If we wanted to extrapolate the trajectory forward from the event or
censoring time for each individual, then this can be easily achieved by
specifying extrapolate = TRUE in the
posterior_traj call. For example, here is the plot for log
serum bilirubin with extrapolation:
p3 <- posterior_traj(mod3, m = 1, ids = 6:8, extrapolate = TRUE)
pp3 <- plot(p3, plot_observed = TRUE, vline = TRUE)
pp3and for serum albumin with extrapolation:
p4 <- posterior_traj(mod3, m = 2, ids = 6:8, extrapolate = TRUE)
pp4 <- plot(p4, plot_observed = TRUE, vline = TRUE)
pp4Here, we included the vline = TRUE which adds a vertical
dashed line at the timing of the individual’s event or censoring time.
The interpolation and extrapolation of the biomarker trajectory can be
further controlled through the control argument to the
posterior_traj function; for example, we could specify the
number of time points at which to predict, the distance by which to
extrapolate, and so on.
We could customize these plots further, for example, by using any of
the ggplot2 functionality or using the additional
arguments described in help(plot.predict.stanjm).
Predicted individual-specific survival curves for in-sample individuals
Predicted individual-specific survival probabilities and/or survival
curves can be obtained using the posterior_survfit
function. The function by default returns a data frame with the
individual ID, the time, and the predicted survival probability
(posterior mean and limits for the 95% credible interval). The
uncertainty level for the credible interval can be changed via the
prob argument. By default, individual-specific survival
probabilities are calculated conditional on the individual’s
last known survival time. When we are predicting survival probabilities
for individuals that were used in the estimation of the model
(i.e. in-sample individuals, where no new covariate data is provided),
then the individual’s “last known survival time” will be their event or
censoring time. (Note that if we wanted didn’t want to condition on the
individual’s last known survival time, then we could specify
condition = FALSE, but we probably wouldn’t want to do this
unless we were calculating marginal or standardised survival
probabilities, which are discussed later).
The default argument extrapolate = TRUE specifies that
the individual-specific conditional survival probabilities will be
calculated at evenly spaced time points between the individual’s last
known survival time and the maximum follow up time that was observed in
the estimation sample.
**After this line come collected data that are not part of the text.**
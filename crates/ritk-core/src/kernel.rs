//! Centered B-spline kernels and per-axis weight tables.
//!
//! `bspline(order, u)` is the centered basis function of the given order,
//! supported on `|u| < (order + 1) / 2`. The weight helpers evaluate the
//! `order + 1` basis functions that are non-zero at a continuous grid
//! coordinate.

/// Highest supported spline order.
pub const MAX_SPLINE_ORDER: usize = 3;

/// Zero-order (box-car) kernel. Half weight on the boundary.
pub fn zero_order(u: f64) -> f64 {
    let a = u.abs();
    if a < 0.5 {
        1.0
    } else if a == 0.5 {
        0.5
    } else {
        0.0
    }
}

/// Cubic B-spline kernel.
pub fn cubic(u: f64) -> f64 {
    let a = u.abs();
    if a < 1.0 {
        (4.0 - 6.0 * a * a + 3.0 * a * a * a) / 6.0
    } else if a < 2.0 {
        let t = 2.0 - a;
        t * t * t / 6.0
    } else {
        0.0
    }
}

/// Derivative of the cubic B-spline kernel.
pub fn cubic_derivative(u: f64) -> f64 {
    let a = u.abs();
    if a < 1.0 {
        u * (1.5 * a - 2.0)
    } else if a < 2.0 {
        let t = 2.0 - a;
        -0.5 * t * t * u.signum()
    } else {
        0.0
    }
}

/// Centered B-spline of order 0 to 3.
///
/// # Panics
/// If `order > MAX_SPLINE_ORDER`.
pub fn bspline(order: usize, u: f64) -> f64 {
    let a = u.abs();
    match order {
        0 => zero_order(u),
        1 => (1.0 - a).max(0.0),
        2 => {
            if a < 0.5 {
                0.75 - a * a
            } else if a < 1.5 {
                let t = 1.5 - a;
                0.5 * t * t
            } else {
                0.0
            }
        }
        3 => cubic(u),
        _ => panic!("Unsupported spline order {order}"),
    }
}

/// Derivative of the centered B-spline of order 1 to 3.
///
/// The zero-order kernel has no useful derivative and yields zero.
pub fn bspline_derivative(order: usize, u: f64) -> f64 {
    let a = u.abs();
    match order {
        0 => 0.0,
        1 => {
            if a < 1.0 && a > 0.0 {
                -u.signum()
            } else {
                0.0
            }
        }
        2 => {
            if a < 0.5 {
                -2.0 * u
            } else if a < 1.5 {
                -(1.5 - a) * u.signum()
            } else {
                0.0
            }
        }
        3 => cubic_derivative(u),
        _ => panic!("Unsupported spline order {order}"),
    }
}

/// First grid index of the `order + 1` wide support around `x`.
pub fn support_start(order: usize, x: f64) -> isize {
    (x - (order as f64 - 1.0) / 2.0).floor() as isize
}

/// Fill `out[k] = bspline(order, x - (start + k))` for `k in 0..=order`.
///
/// Returns the support start index.
pub fn weights(order: usize, x: f64, out: &mut [f64]) -> isize {
    let start = support_start(order, x);
    for (k, w) in out.iter_mut().take(order + 1).enumerate() {
        *w = bspline(order, x - (start + k as isize) as f64);
    }
    start
}

/// Like [`weights`] but for the kernel derivative with respect to `x`.
pub fn derivative_weights(order: usize, x: f64, out: &mut [f64]) -> isize {
    let start = support_start(order, x);
    for (k, w) in out.iter_mut().take(order + 1).enumerate() {
        *w = bspline_derivative(order, x - (start + k as isize) as f64);
    }
    start
}

#[cfg(test)]
mod tests {
    use super::*;

    #[test]
    fn test_weights_partition_unity() {
        for order in 1..=MAX_SPLINE_ORDER {
            for &x in &[0.0, 0.25, 2.5, 7.9, 3.0] {
                let mut w = [0.0; 4];
                weights(order, x, &mut w);
                let sum: f64 = w[..=order].iter().sum();
                assert!((sum - 1.0).abs() < 1e-12, "order {order} x {x} sum {sum}");
            }
        }
    }

    #[test]
    fn test_derivative_weights_sum_to_zero() {
        for order in 2..=MAX_SPLINE_ORDER {
            let mut w = [0.0; 4];
            derivative_weights(order, 4.3, &mut w);
            let sum: f64 = w[..=order].iter().sum();
            assert!(sum.abs() < 1e-12);
        }
    }

    #[test]
    fn test_cubic_values() {
        assert!((cubic(0.0) - 2.0 / 3.0).abs() < 1e-15);
        assert!((cubic(1.0) - 1.0 / 6.0).abs() < 1e-15);
        assert_eq!(cubic(2.0), 0.0);
        assert_eq!(cubic(-2.5), 0.0);
    }

    #[test]
    fn test_cubic_derivative_matches_difference_quotient() {
        let h = 1e-6;
        for &u in &[-1.7, -0.6, 0.3, 1.2, 1.9] {
            let numeric = (cubic(u + h) - cubic(u - h)) / (2.0 * h);
            assert!((numeric - cubic_derivative(u)).abs() < 1e-6, "u = {u}");
        }
    }

    #[test]
    fn test_support_start() {
        assert_eq!(support_start(3, 2.3), 1);
        assert_eq!(support_start(1, 2.3), 2);
        assert_eq!(support_start(2, 2.3), 1);
        assert_eq!(support_start(0, 2.3), 2);
        assert_eq!(support_start(0, 2.7), 3);
    }

    #[test]
    fn test_zero_order_boundary() {
        assert_eq!(zero_order(0.0), 1.0);
        assert_eq!(zero_order(0.5), 0.5);
        assert_eq!(zero_order(-0.75), 0.0);
    }
}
The behaviour of the extrapolation can be further
controlled via the control argument. If we were to specify
extrapolate = FALSE then the survival probabilities would
only be calculated at one time point, which could be specified in the
times argument (or otherwise would default to the
individual’s last known survival time).
As an example, let plot the predicted individual-specific conditional
survival curve for the same three individual’s that were used in the
previous example. The predicted survival curve will be obtained under
the multivariate joint model estimated above.
p5 <- posterior_survfit(mod3, ids = 6:8)
pp5 <- plot(p5)
pp5We could customize the plot further, for example, by using any of the
ggplot2 functionality or using the additional arguments
described in help(plot.survfit.stanjm).
Combined plot of longitudinal trajectories and survival curves
The package also provides a convenience plotting function, which combines plots of the individual-specific longitudinal trajectories, and the individual-specific survival function. We can demonstrate this by replotting the predictions for the three individuals in the previous example:
plot_stack_jm(yplot = list(pp3, pp4), survplot = pp5)Here we can see the strong relationship between the underlying values
of the biomarkers and mortality. Patient 8 who, relative to
patients 6 and 7, has a higher underlying
value for log serum bilirubin and a lower underlying value for serum
albumin at the end of their follow up has a far worse predicted
probability of survival.
Predicted individual-specific longitudinal trajectory and survival curve for out-of-sample individuals (i.e. dynamic predictions)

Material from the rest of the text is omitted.